◆ **Given records**

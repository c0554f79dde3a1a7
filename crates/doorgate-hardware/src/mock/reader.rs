//! Mock credential reader for testing and development.
//!
//! The reader is driven through a [`MockReaderHandle`] that presents
//! credentials or injects read faults over a channel.

use doorgate_core::Credential;
use tokio::sync::mpsc;

use crate::error::{HardwareError, Result};
use crate::traits::CredentialReader;

/// Mock contactless reader.
///
/// # Examples
///
/// ```
/// use doorgate_core::Credential;
/// use doorgate_hardware::mock::MockReader;
/// use doorgate_hardware::traits::CredentialReader;
///
/// #[tokio::main]
/// async fn main() -> doorgate_hardware::Result<()> {
///     let (mut reader, handle) = MockReader::new();
///
///     handle.present(Credential::new(vec![0x04, 0xAB, 0xCD, 0xEF])?).await?;
///
///     assert!(reader.is_credential_present().await?);
///     let credential = reader.read_credential().await?;
///     assert_eq!(credential.as_bytes(), &[0x04, 0xAB, 0xCD, 0xEF]);
///
///     Ok(())
/// }
/// ```
#[derive(Debug)]
pub struct MockReader {
    /// Channel receiver for reader events
    event_rx: mpsc::Receiver<ReaderEvent>,

    /// Event taken off the channel by a presence poll, not yet read
    pending: Option<ReaderEvent>,

    /// Number of completed reads
    reads: usize,
}

impl MockReader {
    /// Create a new mock reader and its controlling handle.
    pub fn new() -> (Self, MockReaderHandle) {
        let (event_tx, event_rx) = mpsc::channel(32);

        let reader = Self {
            event_rx,
            pending: None,
            reads: 0,
        };

        (reader, MockReaderHandle { event_tx })
    }

    /// Number of `read_credential` calls that returned a credential.
    pub fn reads(&self) -> usize {
        self.reads
    }
}

impl CredentialReader for MockReader {
    async fn is_credential_present(&mut self) -> Result<bool> {
        if self.pending.is_none() {
            self.pending = self.event_rx.try_recv().ok();
        }
        Ok(self.pending.is_some())
    }

    async fn read_credential(&mut self) -> Result<Credential> {
        let event = match self.pending.take() {
            Some(event) => event,
            None => self
                .event_rx
                .recv()
                .await
                .ok_or_else(|| HardwareError::disconnected("Reader event channel closed"))?,
        };

        match event {
            ReaderEvent::Presented(credential) => {
                self.reads += 1;
                Ok(credential)
            }
            ReaderEvent::Fault(message) => Err(HardwareError::credential_read(message)),
        }
    }
}

/// Internal event type for the mock reader.
#[derive(Debug, Clone)]
enum ReaderEvent {
    Presented(Credential),
    Fault(String),
}

/// Handle for controlling a [`MockReader`].
#[derive(Debug, Clone)]
pub struct MockReaderHandle {
    event_tx: mpsc::Sender<ReaderEvent>,
}

impl MockReaderHandle {
    /// Present a credential to the reader.
    ///
    /// # Errors
    ///
    /// Returns `HardwareError::Disconnected` if the reader has been dropped.
    pub async fn present(&self, credential: Credential) -> Result<()> {
        self.send(ReaderEvent::Presented(credential)).await
    }

    /// Make the next read fail with `message`.
    ///
    /// # Errors
    ///
    /// Returns `HardwareError::Disconnected` if the reader has been dropped.
    pub async fn inject_fault(&self, message: impl Into<String>) -> Result<()> {
        self.send(ReaderEvent::Fault(message.into())).await
    }

    async fn send(&self, event: ReaderEvent) -> Result<()> {
        self.event_tx
            .send(event)
            .await
            .map_err(|_| HardwareError::disconnected("Reader event channel closed"))
    }
}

◆ **Problem statement**
Go through the preceding material and copy each line that has the word "mpsc".

◆ **Your response**
use tokio::sync::mpsc;
    event_rx: mpsc::Receiver<ReaderEvent>,
        let (event_tx, event_rx) = mpsc::channel(32);
    event_tx: mpsc::Sender<ReaderEvent>,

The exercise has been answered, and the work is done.